#### To do
In the records, each line holding "Result" must be reported.

#### Data in this exercise
/---

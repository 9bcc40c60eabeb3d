//!
//! src/config.rs  Andrew Belles  Oct 2nd, 2025
//!
//! Reads the environment once at start and assembles every knob the
//! harvester, reconciler and sink need into an AppConfig
//!

use std::{path::PathBuf, str::FromStr, time};

use url::Url;

use crate::errors::HarvestError;

/// Constants for HTTP Config
pub const HTTP_TIMEOUT: u64 = 8000;
pub const HTTP_CONNECT_TIMEOUT: u64 = 2000;
pub const HTTP_POOL_MAX_IDLE: usize = 16;
pub const HTTP_POOL_IDLE_TIMEOUT: u64 = 90000;
pub const HTTP_MAX_REDIRECTS: u8 = 4;

/// Constants for harvest passes
pub const RETRY_BUDGET: u32 = 10;
pub const COOLDOWN_RATE_LIMITED_MS: u64 = 5000;
pub const COOLDOWN_UNAVAILABLE_MS: u64 = 3000;
pub const COOLDOWN_DEFAULT_MS: u64 = 10000;
pub const PLAYLIST_QUIESCENCE_MS: u64 = 8500;
pub const FEATURES_QUIESCENCE_MS: u64 = 20000;
pub const DISCOVERY_INTERVAL_MS: u64 = 20000;
pub const FEATURE_BATCH_SIZE: usize = 50;
pub const FEATURE_BATCH_MAX: usize = 100;

/// Wrapper over env::var to return an invalid enviroment var error
fn env_check(s: &str) -> Result<String, HarvestError> {
    match std::env::var(s) {
        Ok(v) if !v.trim().is_empty() => Ok(v),
        _ => Err(HarvestError::Config(format!("{s} was not set"))),
    }
}

fn env_present(s: &str) -> Option<String> {
    std::env::var(s).ok().filter(|v| !v.trim().is_empty())
}

/// Parses an override, falling back to default on absence or garbage
fn env_or<T: FromStr>(s: &str, default: T) -> T {
    env_present(s)
        .and_then(|v| v.trim().parse::<T>().ok())
        .unwrap_or(default)
}

fn env_millis(s: &str, default: time::Duration) -> time::Duration {
    time::Duration::from_millis(env_or(s, default.as_millis() as u64))
}

/// Ensures that url is https
fn ensure_https(url: &Url) -> Result<(), String> {
    if url.scheme() == "https" {
        Ok(())
    } else {
        Err(format!("URL must be https: {url}"))
    }
}

fn ensure_host(url: &Url, expected_host: &str) -> Result<(), String> {
    match url.host_str() {
        Some(h) if h.eq_ignore_ascii_case(expected_host) => Ok(()),
        Some(h) => Err(
            format!("Unexpected host for {url} (got {h}, expected {expected_host})")
        ),
        None => Err(format!("URL missing host: {url}"))
    }
}

fn ensure_trailing_slash(url: &mut Url) {
    if !url.path().ends_with('/') {
        let mut path = url.path().to_string();
        path.push('/');
        url.set_path(&path);
    }
}

///
/// One client-credentials pair per independent identity
///
#[derive(Clone)]
pub struct ClientSecretPair {
    pub client_id: String,
    pub client_secret: String
}

impl std::fmt::Debug for ClientSecretPair {
    fn fmt(&self, f: &mut std::fmt::Formatter<'_>) -> std::fmt::Result {
        f.debug_struct("ClientSecretPair")
            .field("client_id", &self.client_id)
            .field("client_secret", &"<redacted>")
            .finish()
    }
}

#[derive(Debug, Clone)]
pub struct CredentialConfig {
    pub pairs: Vec<ClientSecretPair>
}

/// Reads SPOTIFY_CLIENT_ID_1.. until the first gap, else the unnumbered pair
fn build_credentials() -> Result<CredentialConfig, HarvestError> {
    let mut pairs = Vec::new();
    for n in 1.. {
        let Some(client_id) = env_present(&format!("SPOTIFY_CLIENT_ID_{n}")) else {
            break;
        };
        let client_secret = env_check(&format!("SPOTIFY_CLIENT_SECRET_{n}"))?;
        pairs.push(ClientSecretPair { client_id, client_secret });
    }

    if pairs.is_empty() {
        if let Some(client_id) = env_present("SPOTIFY_CLIENT_ID") {
            let client_secret = env_check("SPOTIFY_CLIENT_SECRET")?;
            pairs.push(ClientSecretPair { client_id, client_secret });
        }
    }

    if pairs.is_empty() {
        return Err(HarvestError::Config(
            "no spotify credentials (SPOTIFY_CLIENT_ID_1 or SPOTIFY_CLIENT_ID)".to_string()
        ));
    }
    Ok( CredentialConfig { pairs } )
}

/// Configuration that Spotify expects when hitting endpoints
#[derive(Debug, Clone)]
pub struct SpotifyConfig {
    pub token_url: Url,
    pub api_base: Url,
    pub market: String,
    pub locale: String,
    pub category_limit: u32,
    pub playlist_limit: u32,
    pub playlist_max_pages: u32
}

fn build_spotify() -> Result<SpotifyConfig, HarvestError> {
    // form urls
    let token_url = std::env::var("SPOTIFY_TOKEN_URL")
        .unwrap_or_else(|_| "https://accounts.spotify.com/api/token".to_string());

    let api_base  = std::env::var("SPOTIFY_API_BASE")
        .unwrap_or_else(|_| "https://api.spotify.com/v1/".to_string());

    let token_url = Url::parse(&token_url)
        .map_err(|e| HarvestError::Config(format!("SPOTIFY_TOKEN_URL invalid {e}")))?;

    let mut api_base = Url::parse(&api_base)
        .map_err(|e| HarvestError::Config(format!("SPOTIFY_API_BASE invalid {e}")))?;

    // ensure valid https and hostname for both urls
    ensure_https(&token_url).map_err(HarvestError::Config)?;
    ensure_https(&api_base).map_err(HarvestError::Config)?;
    ensure_host(&token_url, "accounts.spotify.com").map_err(HarvestError::Config)?;
    ensure_host(&api_base, "api.spotify.com").map_err(HarvestError::Config)?;
    ensure_trailing_slash(&mut api_base);

    Ok( SpotifyConfig {
        token_url,
        api_base,
        market: env_or("SPOTIFY_MARKET", "US".to_string()),
        locale: env_or("SPOTIFY_LOCALE", "en".to_string()),
        category_limit: env_or("SPOTIFY_CATEGORY_LIMIT", 50_u32).clamp(1, 50),
        playlist_limit: env_or("SPOTIFY_PLAYLIST_LIMIT", 50_u32).clamp(1, 50),
        playlist_max_pages: env_or("SPOTIFY_PLAYLIST_MAX_PAGES", 1_u32).max(1)
    })
}

///
/// Configuration for Http timeouts, pooling, etc.
///
#[derive(Debug, Clone)]
pub struct HttpConfig {
    pub timeout: time::Duration,
    pub connect_timeout: time::Duration,
    pub pool_max_idle_per_host: usize,
    pub pool_idle_timeout: time::Duration,
    pub max_redirects: u8
}

impl Default for HttpConfig {
    fn default() -> Self {
        Self {
            timeout: time::Duration::from_millis(HTTP_TIMEOUT),
            connect_timeout: time::Duration::from_millis(HTTP_CONNECT_TIMEOUT),
            pool_max_idle_per_host: HTTP_POOL_MAX_IDLE,
            pool_idle_timeout: time::Duration::from_millis(HTTP_POOL_IDLE_TIMEOUT),
            max_redirects: HTTP_MAX_REDIRECTS
        }
    }
}

fn build_http() -> HttpConfig {
    let d = HttpConfig::default();
    HttpConfig {
        timeout: env_millis("HTTP_TIMEOUT_MS", d.timeout),
        connect_timeout: env_millis("HTTP_CONNECT_TIMEOUT_MS", d.connect_timeout),
        pool_max_idle_per_host: env_or("HTTP_POOL_MAX_IDLE", d.pool_max_idle_per_host),
        pool_idle_timeout: env_millis("HTTP_POOL_IDLE_TIMEOUT_MS", d.pool_idle_timeout),
        max_redirects: env_or("HTTP_MAX_REDIRECTS", d.max_redirects)
    }
}

///
/// Cooldowns, quiescence and budgets applied per credential during a pass
///
#[derive(Debug, Clone)]
pub struct CooldownConfig {
    pub rate_limited: time::Duration,
    pub unavailable: time::Duration,
    pub unclassified: time::Duration
}

impl Default for CooldownConfig {
    fn default() -> Self {
        Self {
            rate_limited: time::Duration::from_millis(COOLDOWN_RATE_LIMITED_MS),
            unavailable: time::Duration::from_millis(COOLDOWN_UNAVAILABLE_MS),
            unclassified: time::Duration::from_millis(COOLDOWN_DEFAULT_MS)
        }
    }
}

#[derive(Debug, Clone)]
pub struct HarvestConfig {
    pub retry_budget: u32,
    pub cooldowns: CooldownConfig,
    pub playlist_quiescence: time::Duration,
    pub features_quiescence: time::Duration,
    pub discovery_interval: time::Duration,
    pub credential_min_interval: time::Duration,
    pub feature_batch_size: usize,
    pub pass_gap: time::Duration
}

impl Default for HarvestConfig {
    fn default() -> Self {
        Self {
            retry_budget: RETRY_BUDGET,
            cooldowns: CooldownConfig::default(),
            playlist_quiescence: time::Duration::from_millis(PLAYLIST_QUIESCENCE_MS),
            features_quiescence: time::Duration::from_millis(FEATURES_QUIESCENCE_MS),
            discovery_interval: time::Duration::from_millis(DISCOVERY_INTERVAL_MS),
            credential_min_interval: time::Duration::ZERO,
            feature_batch_size: FEATURE_BATCH_SIZE,
            pass_gap: time::Duration::ZERO
        }
    }
}

fn build_harvest() -> HarvestConfig {
    let d = HarvestConfig::default();
    HarvestConfig {
        retry_budget: env_or("HARVEST_RETRY_BUDGET", d.retry_budget),
        cooldowns: CooldownConfig {
            rate_limited: env_millis("HARVEST_COOLDOWN_429_MS", d.cooldowns.rate_limited),
            unavailable: env_millis("HARVEST_COOLDOWN_UNAVAILABLE_MS", d.cooldowns.unavailable),
            unclassified: env_millis("HARVEST_COOLDOWN_DEFAULT_MS", d.cooldowns.unclassified)
        },
        playlist_quiescence: env_millis("HARVEST_PLAYLIST_QUIESCENCE_MS", d.playlist_quiescence),
        features_quiescence: env_millis("HARVEST_FEATURES_QUIESCENCE_MS", d.features_quiescence),
        discovery_interval: env_millis("HARVEST_DISCOVERY_INTERVAL_MS", d.discovery_interval),
        credential_min_interval: env_millis(
            "HARVEST_CREDENTIAL_MIN_INTERVAL_MS", d.credential_min_interval
        ),
        feature_batch_size: env_or("HARVEST_FEATURE_BATCH_SIZE", d.feature_batch_size)
            .clamp(1, FEATURE_BATCH_MAX),
        pass_gap: time::Duration::from_secs(env_or("HARVEST_PASS_GAP_SECS", d.pass_gap.as_secs()))
    }
}

///
/// Configuration for where reconciled rows and raw record sets land
///
#[derive(Debug, Clone)]
pub struct PersistenceConfig {
    pub output_root: PathBuf,
    pub zstd_level: i32,
    pub youtube_records: Option<PathBuf>
}

impl Default for PersistenceConfig {
    fn default() -> Self {
        Self {
            output_root: PathBuf::from("./data"),
            zstd_level: 3,
            youtube_records: None
        }
    }
}

fn build_persistence() -> PersistenceConfig {
    let d = PersistenceConfig::default();
    PersistenceConfig {
        output_root: env_present("HARVEST_OUTPUT_ROOT")
            .map(PathBuf::from)
            .unwrap_or(d.output_root),
        zstd_level: env_or("HARVEST_ZSTD_LEVEL", d.zstd_level).clamp(0, 21),
        youtube_records: env_present("YOUTUBE_RECORDS_PATH").map(PathBuf::from)
    }
}

///
/// Configuration for Logger
///
#[derive(Debug, Clone)]
pub struct LoggingConfig {
    pub filter_directives: String,
    pub with_ansi: bool,
    pub include_file_line: bool,
    pub include_target: bool
}

impl Default for LoggingConfig {
    fn default() -> Self {
        Self {
            filter_directives: "info,rs_harvester=debug,reqwest=warn".to_string(),
            with_ansi: false,
            include_file_line: true,
            include_target: true
        }
    }
}

fn build_logging() -> LoggingConfig {
    let d = LoggingConfig::default();
    LoggingConfig {
        filter_directives: env_or("HARVEST_LOG", d.filter_directives),
        with_ansi: env_or("HARVEST_LOG_ANSI", d.with_ansi),
        include_file_line: env_or("HARVEST_LOG_FILE_LINE", d.include_file_line),
        include_target: env_or("HARVEST_LOG_TARGET", d.include_target)
    }
}

///
/// AppConfig which holds everything a reconciliation pass needs
///
#[derive(Debug, Clone)]
pub struct AppConfig {
    pub credentials: CredentialConfig,
    pub spotify: SpotifyConfig,
    pub http: HttpConfig,
    pub harvest: HarvestConfig,
    pub persistence: PersistenceConfig,
    pub logging: LoggingConfig
}

///
/// Return all environment variables to caller at program start.
///
pub fn load_config() -> Result<AppConfig, HarvestError> {
    dotenvy::dotenv().ok();

    let credentials = build_credentials()?;
    let spotify     = build_spotify()?;
    let http        = build_http();
    let harvest     = build_harvest();
    let persistence = build_persistence();
    let logging     = build_logging();

    Ok( AppConfig { credentials, spotify, http, harvest, persistence, logging } )
}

\---

#### Answer for the task
fn env_check(s: &str) -> Result<String, HarvestError> {
fn ensure_https(url: &Url) -> Result<(), String> {
fn ensure_host(url: &Url, expected_host: &str) -> Result<(), String> {
    fn fmt(&self, f: &mut std::fmt::Formatter<'_>) -> std::fmt::Result {
fn build_credentials() -> Result<CredentialConfig, HarvestError> {
fn build_spotify() -> Result<SpotifyConfig, HarvestError> {
pub fn load_config() -> Result<AppConfig, HarvestError> {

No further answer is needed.